=== Task goal ===
Make a word-for-word copy of the entries below from their first line through the line with "checking membership; see", and add nothing.
*** Block opens ***
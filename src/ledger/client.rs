//! The client: aggregate root owning every security, account, portfolio,
//! investment plan and cross entry of one ledger

use serde::{Deserialize, Serialize};
use std::collections::HashMap;
use std::sync::Arc;

use crate::ledger::cross_entry::Half;
use crate::ledger::{
    Account, AccountTransaction, CrossEntry, InvestmentPlan, Portfolio, PortfolioTransaction,
    SecurityRef,
};
use crate::traits::Transaction;
use crate::types::*;

/// Root of one loaded ledger. All mutation goes through it.
#[derive(Debug, Clone)]
pub struct Client {
    pub base_currency: String,
    securities: Vec<SecurityRef>,
    accounts: Vec<Account>,
    portfolios: Vec<Portfolio>,
    plans: Vec<InvestmentPlan>,
    cross_entries: HashMap<CrossEntryId, CrossEntry>,
}

impl Client {
    pub fn new(base_currency: impl Into<String>) -> Self {
        Self {
            base_currency: base_currency.into(),
            securities: Vec::new(),
            accounts: Vec::new(),
            portfolios: Vec::new(),
            plans: Vec::new(),
            cross_entries: HashMap::new(),
        }
    }

    // Securities

    pub fn securities(&self) -> &[SecurityRef] {
        &self.securities
    }

    /// Membership by handle identity
    pub fn contains_security(&self, security: &SecurityRef) -> bool {
        self.securities.iter().any(|s| Arc::ptr_eq(s, security))
    }

    /// Add a security without checking membership; see
    /// [`crate::import::ensure_registered`] for the idempotent variant
    pub fn add_security(&mut self, security: SecurityRef) {
        self.securities.push(security);
    }

    pub fn find_security(&self, id: SecurityId) -> Option<&SecurityRef> {
        self.securities.iter().find(|s| s.id == id)
    }

    pub fn require_security(&self, id: SecurityId) -> LedgerResult<&SecurityRef> {
        self.find_security(id)
            .ok_or_else(|| LedgerError::SecurityNotFound(id.to_string()))
    }

    // Accounts and portfolios

    pub fn add_account(&mut self, account: Account) -> AccountId {
        let id = account.id;
        self.accounts.push(account);
        id
    }

    pub fn accounts(&self) -> &[Account] {
        &self.accounts
    }

    pub fn account(&self, id: AccountId) -> Option<&Account> {
        self.accounts.iter().find(|a| a.id == id)
    }

    fn account_mut(&mut self, id: AccountId) -> Option<&mut Account> {
        self.accounts.iter_mut().find(|a| a.id == id)
    }

    pub fn add_portfolio(&mut self, portfolio: Portfolio) -> PortfolioId {
        let id = portfolio.id;
        self.portfolios.push(portfolio);
        id
    }

    pub fn portfolios(&self) -> &[Portfolio] {
        &self.portfolios
    }

    pub fn portfolio(&self, id: PortfolioId) -> Option<&Portfolio> {
        self.portfolios.iter().find(|p| p.id == id)
    }

    fn portfolio_mut(&mut self, id: PortfolioId) -> Option<&mut Portfolio> {
        self.portfolios.iter_mut().find(|p| p.id == id)
    }

    pub(crate) fn require_account(&self, id: AccountId) -> LedgerResult<()> {
        self.account(id)
            .map(|_| ())
            .ok_or_else(|| LedgerError::AccountNotFound(id.to_string()))
    }

    pub(crate) fn require_portfolio(&self, id: PortfolioId) -> LedgerResult<()> {
        self.portfolio(id)
            .map(|_| ())
            .ok_or_else(|| LedgerError::PortfolioNotFound(id.to_string()))
    }

    // Investment plans

    pub fn add_plan(&mut self, plan: InvestmentPlan) -> PlanId {
        let id = plan.id;
        self.plans.push(plan);
        id
    }

    /// Plans in list order; reconciliation scans them in this order
    pub fn plans(&self) -> &[InvestmentPlan] {
        &self.plans
    }

    pub fn plan_mut(&mut self, id: PlanId) -> Option<&mut InvestmentPlan> {
        self.plans.iter_mut().find(|p| p.id == id)
    }

    // Transactions

    /// Resolve a transaction handle
    pub fn transaction(&self, reference: TransactionRef) -> Option<&dyn Transaction> {
        match reference.owner {
            Owner::Account(account) => self
                .account(account)?
                .find_transaction(reference.transaction)
                .map(|t| t as &dyn Transaction),
            Owner::Portfolio(portfolio) => self
                .portfolio(portfolio)?
                .find_transaction(reference.transaction)
                .map(|t| t as &dyn Transaction),
        }
    }

    /// Resolve a transaction handle, failing when it dangles
    pub fn require_transaction(
        &self,
        reference: TransactionRef,
    ) -> LedgerResult<&dyn Transaction> {
        self.transaction(reference)
            .ok_or_else(|| LedgerError::TransactionNotFound(reference.transaction.to_string()))
    }

    pub(crate) fn transaction_mut(
        &mut self,
        reference: TransactionRef,
    ) -> Option<&mut dyn Transaction> {
        match reference.owner {
            Owner::Account(account) => self
                .account_mut(account)?
                .find_transaction_mut(reference.transaction)
                .map(|t| t as &mut dyn Transaction),
            Owner::Portfolio(portfolio) => self
                .portfolio_mut(portfolio)?
                .find_transaction_mut(reference.transaction)
                .map(|t| t as &mut dyn Transaction),
        }
    }

    pub(crate) fn append_account_transaction(
        &mut self,
        account: AccountId,
        transaction: AccountTransaction,
    ) -> LedgerResult<TransactionRef> {
        let target = self
            .account_mut(account)
            .ok_or_else(|| LedgerError::AccountNotFound(account.to_string()))?;
        if target.find_transaction(transaction.id).is_some() {
            return Err(duplicate(transaction.id, &target.name));
        }
        let reference = TransactionRef::account(account, transaction.id);
        target.add_transaction(transaction);
        Ok(reference)
    }

    pub(crate) fn append_portfolio_transaction(
        &mut self,
        portfolio: PortfolioId,
        transaction: PortfolioTransaction,
    ) -> LedgerResult<TransactionRef> {
        let target = self
            .portfolio_mut(portfolio)
            .ok_or_else(|| LedgerError::PortfolioNotFound(portfolio.to_string()))?;
        if target.find_transaction(transaction.id).is_some() {
            return Err(duplicate(transaction.id, &target.name));
        }
        let reference = TransactionRef::portfolio(portfolio, transaction.id);
        target.add_transaction(transaction);
        Ok(reference)
    }

    // Cross entries

    pub fn cross_entry(&self, id: CrossEntryId) -> Option<&CrossEntry> {
        self.cross_entries.get(&id)
    }

    pub fn cross_entries(&self) -> impl Iterator<Item = (&CrossEntryId, &CrossEntry)> {
        self.cross_entries.iter()
    }

    /// Append both halves and register the entry as one step.
    ///
    /// Owners and transaction ids are checked before anything is touched.
    pub(crate) fn commit_pair(
        &mut self,
        id: CrossEntryId,
        cross_entry: CrossEntry,
        first: Half,
        second: Half,
    ) -> LedgerResult<()> {
        self.require_slot(&first)?;
        self.require_slot(&second)?;
        if first.reference() == second.reference() {
            return Err(LedgerError::DuplicateTransaction(format!(
                "Both halves of cross entry {} are transaction {}",
                id,
                first.reference().transaction
            )));
        }

        self.append_half(first)?;
        self.append_half(second)?;
        self.cross_entries.insert(id, cross_entry);
        Ok(())
    }

    /// The owner must exist and must not hold the half's id yet
    fn require_slot(&self, half: &Half) -> LedgerResult<()> {
        match half {
            Half::Account(account, transaction) => {
                let owner = self
                    .account(*account)
                    .ok_or_else(|| LedgerError::AccountNotFound(account.to_string()))?;
                match owner.find_transaction(transaction.id) {
                    Some(_) => Err(duplicate(transaction.id, &owner.name)),
                    None => Ok(()),
                }
            }
            Half::Portfolio(portfolio, transaction) => {
                let owner = self
                    .portfolio(*portfolio)
                    .ok_or_else(|| LedgerError::PortfolioNotFound(portfolio.to_string()))?;
                match owner.find_transaction(transaction.id) {
                    Some(_) => Err(duplicate(transaction.id, &owner.name)),
                    None => Ok(()),
                }
            }
        }
    }

    fn append_half(&mut self, half: Half) -> LedgerResult<TransactionRef> {
        match half {
            Half::Account(account, transaction) => {
                self.append_account_transaction(account, transaction)
            }
            Half::Portfolio(portfolio, transaction) => {
                self.append_portfolio_transaction(portfolio, transaction)
            }
        }
    }

    /// Check that every referenced security is registered and every cross
    /// entry is complete and linked back from both halves
    pub fn validate_integrity(&self) -> IntegrityReport {
        let mut issues = Vec::new();

        for account in &self.accounts {
            for t in account.transactions() {
                self.check_transaction(t, &mut issues);
            }
        }

        for portfolio in &self.portfolios {
            for t in portfolio.transactions() {
                if t.security.is_none() {
                    issues.push(format!(
                        "Portfolio transaction {} in '{}' has no security",
                        t.id, portfolio.name
                    ));
                }
                self.check_transaction(t, &mut issues);
            }
        }

        for (id, cross_entry) in &self.cross_entries {
            let (a, b) = cross_entry.halves();
            for half in [a, b] {
                match self.transaction(half) {
                    Some(t) if t.cross_entry() == Some(*id) => {}
                    Some(t) => issues.push(format!(
                        "Transaction {} does not link back to cross entry {}",
                        t.id(),
                        id
                    )),
                    None => issues.push(format!(
                        "Cross entry {} is missing transaction {}",
                        id, half.transaction
                    )),
                }
            }
        }

        IntegrityReport {
            is_valid: issues.is_empty(),
            security_count: self.securities.len(),
            cross_entry_count: self.cross_entries.len(),
            issues,
        }
    }

    fn check_transaction(&self, t: &dyn Transaction, issues: &mut Vec<String>) {
        if let Some(security) = t.security() {
            if !self.contains_security(security) {
                issues.push(format!(
                    "Transaction {} references unregistered security '{}'",
                    t.id(),
                    security.name
                ));
            }
        }

        if let Some(id) = t.cross_entry() {
            if !self.cross_entries.contains_key(&id) {
                issues.push(format!(
                    "Transaction {} links to unknown cross entry {}",
                    t.id(),
                    id
                ));
            }
        }
    }
}

fn duplicate(id: TransactionId, owner: &str) -> LedgerError {
    LedgerError::DuplicateTransaction(format!("{} already exists in '{}'", id, owner))
}

impl Default for Client {
    fn default() -> Self {
        Self::new("EUR")
    }
}

/// Result of [`Client::validate_integrity`]
#[derive(Debug, Clone, PartialEq, Eq, Serialize, Deserialize)]
pub struct IntegrityReport {
    pub is_valid: bool,
    pub issues: Vec<String>,
    pub security_count: usize,
    pub cross_entry_count: usize,
}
*** Block closes ***
=== Expected answer ===
filename src/ledger/client.rs
//! The client: aggregate root owning every security, account, portfolio,
//! investment plan and cross entry of one ledger

use serde::{Deserialize, Serialize};
use std::collections::HashMap;
use std::sync::Arc;

use crate::ledger::cross_entry::Half;
use crate::ledger::{
    Account, AccountTransaction, CrossEntry, InvestmentPlan, Portfolio, PortfolioTransaction,
    SecurityRef,
};
use crate::traits::Transaction;
use crate::types::*;

/// Root of one loaded ledger. All mutation goes through it.
#[derive(Debug, Clone)]
pub struct Client {
    pub base_currency: String,
    securities: Vec<SecurityRef>,
    accounts: Vec<Account>,
    portfolios: Vec<Portfolio>,
    plans: Vec<InvestmentPlan>,
    cross_entries: HashMap<CrossEntryId, CrossEntry>,
}

impl Client {
    pub fn new(base_currency: impl Into<String>) -> Self {
        Self {
            base_currency: base_currency.into(),
            securities: Vec::new(),
            accounts: Vec::new(),
            portfolios: Vec::new(),
            plans: Vec::new(),
            cross_entries: HashMap::new(),
        }
    }

    // Securities

    pub fn securities(&self) -> &[SecurityRef] {
        &self.securities
    }

    /// Membership by handle identity
    pub fn contains_security(&self, security: &SecurityRef) -> bool {
        self.securities.iter().any(|s| Arc::ptr_eq(s, security))
    }

    /// Add a security without checking membership; see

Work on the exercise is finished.